After working back to full health from two major surgeries, he suffered his worst injury yet.
“It was a worse injury in the injury-time healing than both of the surgeries put together, but I didn’t get surgery — I had a really bad neck injury, and literally I couldn’t jog on a treadmill without being in agony,” Grant said. “And I ended up getting some injections in my neck to kill some of the nerves, and then that one kept me out for a long time. So it turned out to be two-and-a-half years from The Ultimate Fighter to fighting again on the London card.”
In all, Grant wound up being sidelined from late 2013 to early 2016. He promptly missed another two years from late 2016 to the summer of 2018 because of an arm injury, but he’s made up for lost time since, competing seven times in the UFC over the last four years.

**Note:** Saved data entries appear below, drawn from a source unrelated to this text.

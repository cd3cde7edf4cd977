use std::path::{Path, PathBuf};
use std::str::FromStr;
use std::time::Duration;

use anyhow::{anyhow, bail, Context, Result};
use runtime::DatabaseConfig;
use sea_orm::{DatabaseConnection, SqlxSqliteConnector};
use sqlx::sqlite::{SqliteConnectOptions, SqliteJournalMode, SqlitePoolOptions};
use url::Url;

const MEMORY_DSN: &str = "sqlite::memory:";
const DEFAULT_MAX_CONNS: u32 = 10;
const DEFAULT_BUSY_TIMEOUT_MS: u32 = 5000;
const ACQUIRE_TIMEOUT: Duration = Duration::from_secs(5);

fn is_memory_dsn(dsn: &str) -> bool {
    dsn.eq_ignore_ascii_case(MEMORY_DSN) || dsn.eq_ignore_ascii_case("sqlite://:memory:")
}

/// Only SQLite is wired in; anything else is a configuration error.
pub fn ensure_sqlite(dsn: &str) -> Result<()> {
    let raw = dsn.trim();
    if raw.is_empty() {
        bail!("Database URL not configured");
    }
    let url = Url::parse(raw).map_err(|e| anyhow!("Invalid database DSN '{}': {}", raw, e))?;
    match url.scheme() {
        "sqlite" | "sqlite3" => Ok(()),
        other => bail!("Unsupported database type: {}", other),
    }
}

/// Expand a sqlite DSN into an absolute-path DSN using a base directory.
/// In-memory DSNs are returned in canonical form.
pub fn absolutize_sqlite_dsn(dsn: &str, base_dir: &Path, create_dirs: bool) -> Result<String> {
    if is_memory_dsn(dsn) {
        return Ok(MEMORY_DSN.to_string());
    }
    let db_path = dsn
        .strip_prefix("sqlite://")
        .ok_or_else(|| anyhow!("DSN must start with sqlite:// (got: {})", dsn))?;

    let (path_str, query) = match db_path.split_once('?') {
        Some((p, q)) => (p, Some(q)),
        None => (db_path, None),
    };

    let mut p = PathBuf::from(path_str);
    if p.as_os_str().is_empty() {
        bail!("Empty SQLite path in DSN");
    }
    if p.is_relative() {
        p = base_dir.join(p);
    }

    if create_dirs {
        if let Some(dir) = p.parent() {
            std::fs::create_dir_all(dir)
                .with_context(|| format!("Failed to create database directory {}", dir.display()))?;
        }
    }

    let mut out = String::from("sqlite://");
    out.push_str(&p.to_string_lossy().replace('\\', "/"));
    if let Some(q) = query {
        out.push('?');
        out.push_str(q);
    }
    Ok(out)
}

/// Open the SQLite pool described by `cfg` and hand it to SeaORM.
pub async fn connect(cfg: &DatabaseConfig, base_dir: &Path) -> Result<DatabaseConnection> {
    ensure_sqlite(&cfg.url)?;
    let dsn = absolutize_sqlite_dsn(cfg.url.trim(), base_dir, true)?;
    let in_memory = dsn == MEMORY_DSN;

    let mut connect_opts = SqliteConnectOptions::from_str(&dsn)
        .with_context(|| format!("Invalid SQLite DSN '{dsn}'"))?;
    let mut pool_opts = SqlitePoolOptions::new().acquire_timeout(ACQUIRE_TIMEOUT);

    if in_memory {
        // Every connection would see its own empty database, and a recycled
        // connection would drop the data.
        pool_opts = pool_opts
            .max_connections(1)
            .idle_timeout(None)
            .max_lifetime(None);
    } else {
        let busy_ms = cfg.busy_timeout_ms.unwrap_or(DEFAULT_BUSY_TIMEOUT_MS);
        connect_opts = connect_opts
            .create_if_missing(true)
            .journal_mode(SqliteJournalMode::Wal)
            .busy_timeout(Duration::from_millis(u64::from(busy_ms)));
        pool_opts = pool_opts.max_connections(cfg.max_conns.unwrap_or(DEFAULT_MAX_CONNS));
    }

    tracing::info!("Connecting to database: {}", dsn);
    let pool = pool_opts
        .connect_with(connect_opts)
        .await
        .with_context(|| format!("Failed to open database {dsn}"))?;
    Ok(SqlxSqliteConnector::from_sqlx_sqlite_pool(pool))
}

Yet despite his roller-coaster road, even when his fortunes were their bleakest, Grant said he never once allowed himself to consider quitting on the dream he’s had since childhood.
“Honestly, it never crossed my mind, because I’d done all the hard work to get there,” Grant said. “Like my dream was always to fight in the UFC. Well, my dream was to get on The Ultimate Fighter and then fight in the UFC, and I’d managed to do both. And it wasn’t ideal. It was like, ‘Look, you haven’t worked this hard to get there and then to go out and call it a day now.’ It was just more the mental side of just getting through things and still, in between the injuries, still trying to get in the gym, still trying to keep positive, and still trying to get better. It was there, but I never thought, ‘Oh, this is going to be it.’
“I always knew that once I got back there, I was going to start trying to make waves.”
That tenacity paid off. In the aftermath of UFC Vegas 54, Grant has been celebrated as not only a tremendous comeback story, but also one of the most exciting fighters in the UFC’s bantamweight division. And with the UFC set to make another trip to London on July 23, it may be time for “Dangerous” to get the homecoming he lost out on all those years ago.
“If that’s the case, then yeah I’ll be ready, no problem,” Grant said. “I’m not dealing with any injuries. I can get straight back in the gym, just happy to be back in this world.
“I’m just ready to fight wherever and whenever the UFC wants.”